The pioneering manufacturer bringing this technology to hospital and academic clinical simulation programs is Avkin. The company has created high-fidelity wearables to aid in the assessment of various body systems with much more realism than even the most sophisticated high-fidelity manikin can provide. This realism is due to the standardized patient’s ability to react to the learner while wearing the device and respond appropriately to interventions via haptic cues.
Wearables Use Across Clinical Simulation Scenarios
Often, when the healthcare simulation educator wants to combine the technology or practicality of a simulator with the realism of the standardized patient, they must design a hybrid scenario. Hybrid scenarios combine the high-fidelity manikin or task trainer with a standardized patient to increase communication and emotional response – and can be very successful. For example, one can have a standardized patient wear a gravid abdomen (created with pillows or latex or silicone overlay) and portray the obstetric patient in labor or with some complication such as preeclampsia.
At the point of delivery (or patient decline if preeclampsia), the learners then move to the manikin to complete the simulation. Learners evaluating these scenarios typically report that much more realism is achieved by having the ability to talk with, touch, and otherwise interact with a live patient.
For the obstetric scenario described, Avkin’s wearable birthing device, AvBirth makes this possible without having to interrupt the simulation to move to a manikin. The AvBirth device is worn over the SP’s abdomen and includes a pelvis for delivery. The device also has reusable bags for fluids and includes a haptic feedback system so that the wearer can respond appropriately to contractions and birth as they occur to enhance realism.
This system also allows the learner to manage all aspects of labor and delivery, including coaching the patient and family members and practicing therapeutic communication. They are able to develop higher-level skills of self-regulating their own emotions and fears to maintain control in a chaotic situation through AvBirth’s use.
Other Uses of Wearable Device Technology
Wearable technology extends beyond obstetric training.
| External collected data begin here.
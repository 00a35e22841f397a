// Calendar fetcher: candidate endpoint fallback with bounded retries per attempt

use super::ics;
use crate::config::SourceConfig;
use crate::errors::FetchError;
use crate::models::{Entity, FetchOutcome, RawCalendarDocument};
use crate::retry::RetryStrategy;
use crate::telemetry;
use async_trait::async_trait;
use chrono::{Datelike, NaiveDate, Utc};
use reqwest::{header, Client, StatusCode, Url};
use std::sync::atomic::{AtomicU32, Ordering};
use std::sync::Arc;
use std::time::{Duration, Instant};
use tokio::sync::OnceCell;
use tracing::{debug, info, instrument, warn};

const ACCEPT: &str = "text/calendar,text/plain;q=0.9,*/*;q=0.8";

/// Source of raw calendar documents, one entity at a time
///
/// Implementations never fail: problems are reported as the document's outcome.
#[cfg_attr(test, mockall::automock)]
#[async_trait]
pub trait CalendarSource: Send + Sync {
    async fn fetch(&self, entity: &Entity) -> RawCalendarDocument;
}

/// Semester flag for a date: October through February is the winter term (0)
pub fn semester_for(date: NaiveDate) -> u8 {
    match date.month() {
        10..=12 | 1 | 2 => 0,
        _ => 1,
    }
}

/// HTTP calendar fetcher for the publishing service
pub struct CalendarFetcher {
    client: Client,
    base_url: String,
    client_hint: String,
    current_semester: u8,
    entity_timeout: Duration,
    retry: Arc<dyn RetryStrategy>,
    /// Set once the landing page has been requested for session cookies
    session: OnceCell<()>,
}

impl CalendarFetcher {
    pub fn new(config: &SourceConfig, retry: Arc<dyn RetryStrategy>) -> Result<Self, FetchError> {
        let base_url = config.base_url.trim_end_matches('/').to_string();

        let mut headers = header::HeaderMap::new();
        headers.insert(header::ACCEPT, header::HeaderValue::from_static(ACCEPT));
        if let Ok(referer) = header::HeaderValue::from_str(&format!("{}/", base_url)) {
            headers.insert(header::REFERER, referer);
        }

        let client = Client::builder()
            .timeout(Duration::from_secs(config.request_timeout_seconds))
            .user_agent(config.user_agent.clone())
            .default_headers(headers)
            .cookie_store(true)
            .build()
            .map_err(|e| FetchError::ClientBuild(e.to_string()))?;

        let current_semester = config
            .semester
            .unwrap_or_else(|| semester_for(Utc::now().date_naive()));

        Ok(Self {
            client,
            base_url,
            client_hint: config.client_hint.clone(),
            current_semester,
            entity_timeout: Duration::from_secs(config.entity_timeout_seconds),
            retry,
            session: OnceCell::new(),
        })
    }

    /// Candidate endpoints in the order they are tried
    ///
    /// Explicit entity URL first, then current semester, other semester,
    /// and finally the semester-agnostic endpoint.
    pub fn candidate_urls(&self, entity: &Entity) -> Vec<String> {
        let mut candidates: Vec<String> = Vec::with_capacity(4);
        if let Some(explicit) = entity.calendar_url.as_deref().map(str::trim) {
            if !explicit.is_empty() {
                candidates.push(self.absolute(explicit));
            }
        }

        let hint = entity
            .calendar_hint
            .as_deref()
            .filter(|h| !h.trim().is_empty())
            .unwrap_or(&self.client_hint);
        let other_semester = 1 - self.current_semester.min(1);
        for semester in [Some(self.current_semester), Some(other_semester), None] {
            match self.endpoint(entity, hint, semester) {
                Some(url) => candidates.push(url),
                None => warn!(
                    natural_key = %entity.natural_key,
                    "Could not build calendar endpoint URL"
                ),
            }
        }

        let mut seen = std::collections::HashSet::new();
        candidates.retain(|url| seen.insert(url.clone()));
        candidates
    }

    /// Same endpoint asking the site to authenticate the request
    pub fn authenticated_url(url: &str) -> String {
        let separator = if url.contains('?') { '&' } else { '?' };
        format!("{}{}authenticate=true", url, separator)
    }

    /// Request the landing page once so the cookie store holds a site session
    async fn prime_session(&self) {
        self.session
            .get_or_init(|| async {
                let url = format!("{}/", self.base_url);
                match self.client.get(&url).send().await {
                    Ok(response) => {
                        debug!(status = response.status().as_u16(), "Site session primed")
                    }
                    Err(e) => warn!(url = %url, error = %e, "Could not prime site session"),
                }
            })
            .await;
    }

    fn absolute(&self, url: &str) -> String {
        if url.starts_with("http://") || url.starts_with("https://") {
            url.to_string()
        } else {
            format!("{}/{}", self.base_url, url.trim_start_matches('/'))
        }
    }

    fn endpoint(&self, entity: &Entity, hint: &str, semester: Option<u8>) -> Option<String> {
        let mut url =
            Url::parse(&format!("{}/{}", self.base_url, entity.kind.calendar_script())).ok()?;
        {
            let mut query = url.query_pairs_mut();
            query.append_pair("ID", entity.natural_key.as_str());
            query.append_pair("KIND", hint);
            if let Some(s) = semester {
                query.append_pair("S", &s.to_string());
            }
        }
        Some(url.to_string())
    }

    /// One HTTP attempt, classified
    async fn attempt(&self, url: &str) -> Result<String, FetchError> {
        let response = self
            .client
            .get(url)
            .send()
            .await
            .map_err(|e| FetchError::Transport {
                url: url.to_string(),
                reason: e.to_string(),
            })?;

        let status = response.status();
        if status.is_server_error()
            || status == StatusCode::TOO_MANY_REQUESTS
            || status == StatusCode::REQUEST_TIMEOUT
        {
            return Err(FetchError::RetryableStatus {
                url: url.to_string(),
                status: status.as_u16(),
            });
        }
        if status.is_client_error() {
            return Err(FetchError::NotFound {
                url: url.to_string(),
                status: status.as_u16(),
            });
        }

        let body = response.text().await.map_err(|e| FetchError::Transport {
            url: url.to_string(),
            reason: e.to_string(),
        })?;

        if ics::has_calendar_preamble(&body) {
            Ok(body)
        } else {
            Err(FetchError::EndpointMismatch {
                url: url.to_string(),
            })
        }
    }

    /// Try one candidate, retrying transport failures and 5xx/429
    async fn fetch_candidate(&self, url: &str, attempts: &AtomicU32) -> Result<String, FetchError> {
        let mut attempt = 0;
        loop {
            attempts.fetch_add(1, Ordering::Relaxed);
            match self.attempt(url).await {
                Ok(body) => return Ok(body),
                Err(e) if e.is_retryable() => match self.retry.next_delay(attempt) {
                    Some(delay) => {
                        warn!(
                            url = url,
                            attempt = attempt + 1,
                            delay_ms = delay.as_millis() as u64,
                            error = %e,
                            "Calendar request failed, retrying"
                        );
                        tokio::time::sleep(delay).await;
                        attempt += 1;
                    }
                    None => return Err(e),
                },
                Err(e) => return Err(e),
            }
        }
    }

    /// Try a candidate; a non-calendar body is retried once with authentication
    async fn fetch_endpoint(
        &self,
        url: String,
        attempts: &AtomicU32,
    ) -> Result<(String, String), FetchError> {
        match self.fetch_candidate(&url, attempts).await {
            Ok(body) => Ok((url, body)),
            Err(FetchError::EndpointMismatch { .. }) if !url.contains("authenticate=true") => {
                let authenticated = Self::authenticated_url(&url);
                debug!(url = %url, "Endpoint returned no calendar, retrying with authentication");
                let body = self.fetch_candidate(&authenticated, attempts).await?;
                Ok((authenticated, body))
            }
            Err(e) => Err(e),
        }
    }

    async fn fetch_candidates(&self, entity: &Entity, attempts: &AtomicU32) -> RawCalendarDocument {
        let mut transport_exhausted = false;
        self.prime_session().await;

        for url in self.candidate_urls(entity) {
            match self.fetch_endpoint(url, attempts).await {
                Ok((url, body)) => {
                    let outcome = if ics::has_events(&body) {
                        FetchOutcome::Success
                    } else {
                        FetchOutcome::Empty
                    };
                    debug!(url = %url, outcome = outcome.as_str(), "Calendar endpoint accepted");
                    return RawCalendarDocument {
                        entity: entity.clone(),
                        body,
                        source_url: Some(url),
                        outcome,
                        attempts: attempts.load(Ordering::Relaxed),
                    };
                }
                Err(e) => {
                    if e.is_retryable() {
                        transport_exhausted = true;
                    }
                    debug!(error = %e, "Calendar endpoint rejected, trying next candidate");
                }
            }
        }

        let outcome = if transport_exhausted {
            FetchOutcome::Error
        } else {
            FetchOutcome::NotFound
        };
        RawCalendarDocument::failed(entity.clone(), outcome, attempts.load(Ordering::Relaxed))
    }
}

#[async_trait]
impl CalendarSource for CalendarFetcher {
    #[instrument(skip(self, entity), fields(kind = %entity.kind, natural_key = %entity.natural_key))]
    async fn fetch(&self, entity: &Entity) -> RawCalendarDocument {
        let started = Instant::now();
        let attempts = AtomicU32::new(0);

        let document = match tokio::time::timeout(
            self.entity_timeout,
            self.fetch_candidates(entity, &attempts),
        )
        .await
        {
            Ok(document) => document,
            Err(_) => {
                let attempts = attempts.load(Ordering::Relaxed);
                warn!(
                    timeout_secs = self.entity_timeout.as_secs(),
                    attempts = attempts,
                    "Calendar fetch abandoned after timeout"
                );
                RawCalendarDocument::failed(entity.clone(), FetchOutcome::Error, attempts)
            }
        };

        telemetry::record_fetch(
            entity.kind,
            document.outcome,
            started.elapsed().as_secs_f64(),
        );
        if document.outcome == FetchOutcome::Success {
            debug!(attempts = document.attempts, "Calendar fetched");
        } else {
            info!(
                outcome = document.outcome.as_str(),
                attempts = document.attempts,
                "Calendar not available"
            );
        }
        document
    }
}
Avkins AvTrach model includes antimicrobial simulated mucus and a carina sensor that cues the standardized patient to cough when reached with a suction catheter. The device also has realistic lung sounds and a pressure sensor that cues the wearer if the learner applies too much pressure to the tracheostomy faceplate (which would be painful to a patient), and the wearer can respond appropriately.
In addition to the AvTrach and AvBirth devices, Avkin’s line includes a wearable trainer for central line insertion, indwelling urinary catheter insertion, chest tube insertion/management, IV insertion, and wound care. All have haptic feedback systems incorporated. Each of these devices can be adjusted to fit and may be worn by either males or females of any adult age.
Overall, the use of these high-fidelity wearable devices makes immersing learners in a clinical simulation experience even easier. Often in debriefing, learners will say that they would react differently with a live patient than they do in simulation because they know the manikin is “not a real person.” These wearables help to reduce this disassociation. The use of standardized patients to aid in learning and realism is invaluable and Avkin has made it possible to merge high-fidelity electronics with the human connection.
With the technology available in high-fidelity wearable devices, the medical simulation educator can bridge the gap between computerized physiology an actual human response. Sometimes the most difficult hurdle across healthcare simulation is the ability of the learner to suspend disbelief. With these types of devices one can remove or at least lower that hurdle and enhance the impact of the simulation learning experience.